Por Jorge Fernández Era ()
Uno de los recuerdos más persistentes que tengo de mi infancia es la que se armaba alrededor del viejo radio de mi abuelo cuando iba a comenzar «Alegrías de sobremesa». En el apartamento de Santos Suárez vivíamos once personas —abuelos maternos, dos tíos, tres primos, mis padres, mi hermano y yo—, y el inmenso Phillips reinaba como único aparato de radiodifusión en una época en que los televisores Caribe en blanco y negro no eran aún el orgullo de la empresa nacional. En la propia emisora Radio Progreso había otro programa que también gustaba y me ponía los pelos de punta con sus efectos especiales para ambientar crímenes y casos policiales.
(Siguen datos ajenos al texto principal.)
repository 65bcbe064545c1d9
//! Concrete adapter implementations for ports.

pub mod csv_adapter;
pub mod file_config_adapter;
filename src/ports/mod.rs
//! Port traits implemented by [`crate::adapters`].

pub mod config_port;
pub mod data_port;
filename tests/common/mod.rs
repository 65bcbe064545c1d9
#![allow(dead_code)]

use chrono::NaiveDate;
use indexvol::domain::column::RejectedCell;
use indexvol::domain::error::IndexvolError;
pub use indexvol::domain::ohlcv::IndexBar;
use indexvol::ports::data_port::{DataPort, LoadedSeries, RejectedRow};
use std::collections::HashMap;

pub struct MockDataPort {
    pub data: HashMap<String, Vec<IndexBar>>,
    pub rejected: HashMap<String, Vec<RejectedRow>>,
    pub errors: HashMap<String, String>,
}

impl MockDataPort {
    pub fn new() -> Self {
        Self {
            data: HashMap::new(),
            rejected: HashMap::new(),
            errors: HashMap::new(),
        }
    }

    pub fn with_bars(mut self, code: &str, bars: Vec<IndexBar>) -> Self {
        self.data.insert(code.to_string(), bars);
        self
    }

    pub fn with_rejected(
        mut self,
        code: &str,
        column: &str,
        cell: RejectedCell,
        dropped: bool,
    ) -> Self {
        self.rejected
            .entry(code.to_string())
            .or_default()
            .push(RejectedRow {
                column: column.to_string(),
                cell,
                dropped,
            });
        self
    }

    pub fn with_error(mut self, code: &str, reason: &str) -> Self {
        self.errors.insert(code.to_string(), reason.to_string());
        self
    }
}

impl DataPort for MockDataPort {
    fn fetch_bars(&self, code: &str) -> Result<LoadedSeries, IndexvolError> {
        if let Some(reason) = self.errors.get(code) {
            return Err(IndexvolError::Data {
                reason: reason.clone(),
            });
        }
        Ok(LoadedSeries {
            code: code.to_string(),
            bars: self.data.get(code).cloned().unwrap_or_default(),
            rejected: self.rejected.get(code).cloned().unwrap_or_default(),
        })
    }

    fn list_codes(&self) -> Result<Vec<String>, IndexvolError> {
        let mut codes: Vec<String> = self.data.keys().cloned().collect();
        codes.sort();
        Ok(codes)
    }
}

pub fn date(y: i32, m: u32, d: u32) -> NaiveDate {
    NaiveDate::from_ymd_opt(y, m, d).unwrap()
}

pub fn make_bar(date: &str, close: f64, volume: f64) -> IndexBar {
    IndexBar {
        date: NaiveDate::parse_from_str(date, "%Y-%m-%d").unwrap(),
        open: close - 10.0,
        high: close + 20.0,
        low: close - 20.0,
        close,
        volume,
        total_volume: None,
    }
}

/// One bar per calendar day from `start_date`.
pub fn generate_bars(
    start_date: &str,
    count: usize,
    start_price: f64,
    volume: f64,
) -> Vec<IndexBar> {
    let start = NaiveDate::parse_from_str(start_date, "%Y-%m-%d").unwrap();
    (0..count)
        .map(|i| IndexBar {
            date: start + chrono::Duration::days(i as i64),
            open: start_price + i as f64,
            high: start_price + i as f64 + 5.0,
            low: start_price + i as f64 - 5.0,
            close: start_price + i as f64,
            volume,
            total_volume: Some(volume * 4.0),
        })
        .collect()
}
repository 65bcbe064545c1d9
//! Domain error types.

/// A magnitude parse error carrying the offending input.
#[derive(Debug, Clone, PartialEq, thiserror::Error)]
#[error("cannot parse '{raw}' at position {position}: {message}")]
pub struct ParseError {
    pub raw: String,
    pub message: String,
    pub position: usize,
}

impl ParseError {
    pub(crate) fn new(raw: &str, message: impl Into<String>, position: usize) -> Self {
        Self {
            raw: raw.to_string(),
            message: message.into(),
            position,
        }
    }

    /// Format the error with a caret pointing at the error position in the input.
    pub fn display_with_context(&self) -> String {
        // Positions are byte offsets; one inside a character points at that character.
        let offset = self
            .raw
            .char_indices()
            .take_while(|(i, c)| i + c.len_utf8() <= self.position)
            .count();
        let caret = " ".repeat(offset) + "^";
        format!("{}\n{caret}\n{self}", self.raw)
    }
}

/// Top-level error type for indexvol.
#[derive(Debug, thiserror::Error)]
pub enum IndexvolError {
    #[error("config parse error in {file}: {reason}")]
    ConfigParse { file: String, reason: String },

    #[error("missing config key [{section}] {key}")]
    ConfigMissing { section: String, key: String },

    #[error("invalid config value [{section}] {key}: {reason}")]
    ConfigInvalid {
        section: String,
        key: String,
        reason: String,
    },

    #[error(transparent)]
    MagnitudeParse(#[from] ParseError),

    #[error("row {row}, column {column}: {source}")]
    Cell {
        row: usize,
        column: String,
        #[source]
        source: ParseError,
    },

    #[error("data error: {reason}")]
    Data { reason: String },

    #[error("no data for {code}")]
    NoData { code: String },

    #[error(transparent)]
    Io(#[from] std::io::Error),
}

impl From<&IndexvolError> for std::process::ExitCode {
    fn from(err: &IndexvolError) -> Self {
        let code: u8 = match err {
            IndexvolError::Io(_) => 1,
            IndexvolError::ConfigParse { .. }
            | IndexvolError::ConfigMissing { .. }
            | IndexvolError::ConfigInvalid { .. } => 2,
            IndexvolError::Data { .. } => 3,
            IndexvolError::MagnitudeParse(_) | IndexvolError::Cell { .. } => 4,
            IndexvolError::NoData { .. } => 5,
        };
        std::process::ExitCode::from(code)
    }
}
Cuando estudié en la Cujae, en mi acercamiento al Periodismo desde la responsabilidad de Corresponsal de la FEU, acudía todas las semanas a varias emisoras de radio y dejaba mis notas informativas, que luego perseguía desde mi flamante Sokol. En varias oportunidades me invitaron a leerlas yo mismo en la cabina y en vivo, hasta que un día me trabé con una palabra, el trauma quedó para siempre y no me atreví más.
En mis años de la Facultad de Periodismo de la Universidad de La Habana y de Nos y Otros hice amistad con mucha gente de la radio, en especial con Bladimir Zamora y Ramón Fernández Larrea. El primero me invitó varias veces a sus programas y hasta leyó algún que otro texto mío. Del segundo recuerdo «El programa de Ramón», que marcó época con un humor hoy impensable en la radio nacional. A Larrea habrá que levantarle un monumento por su defensa de la cultura cubana desde los espacios que aún escribe desde Miami.
Juré no pisar nunca más un estudio desde el día en que me invitaron a una emisora provincial de radio tras alcanzar el Premio Dinosaurio de Minicuento. Ya mis textos tenían fama de críticos y el director del programa se empeñó en condicionar las respuestas a su pensamiento. Me molesté y me fui sin que se realizara la entrevista, a pesar de que el locutor ya me había anunciado. Llegué a casa y me salió de un tirón «En el aire», un texto que incluí en el libro «Cruentos de humor» y que hoy regalo a mis hermanos Bladimir, Ramón y Laritza Camacho. Lo único real de la supuesta conversación es la frase «Los niños nacen para ser malditos». La pronunció mi hijo cuando aún no asistía a la escuela y ya el viejo Phillips era un armatoste olvidado en medio de la sala.
EN EL AIRE
—¿Y qué vas a decir?
—¿Cómo qué voy a decir?
—El programa es en vivo, no puedo arriesgarme.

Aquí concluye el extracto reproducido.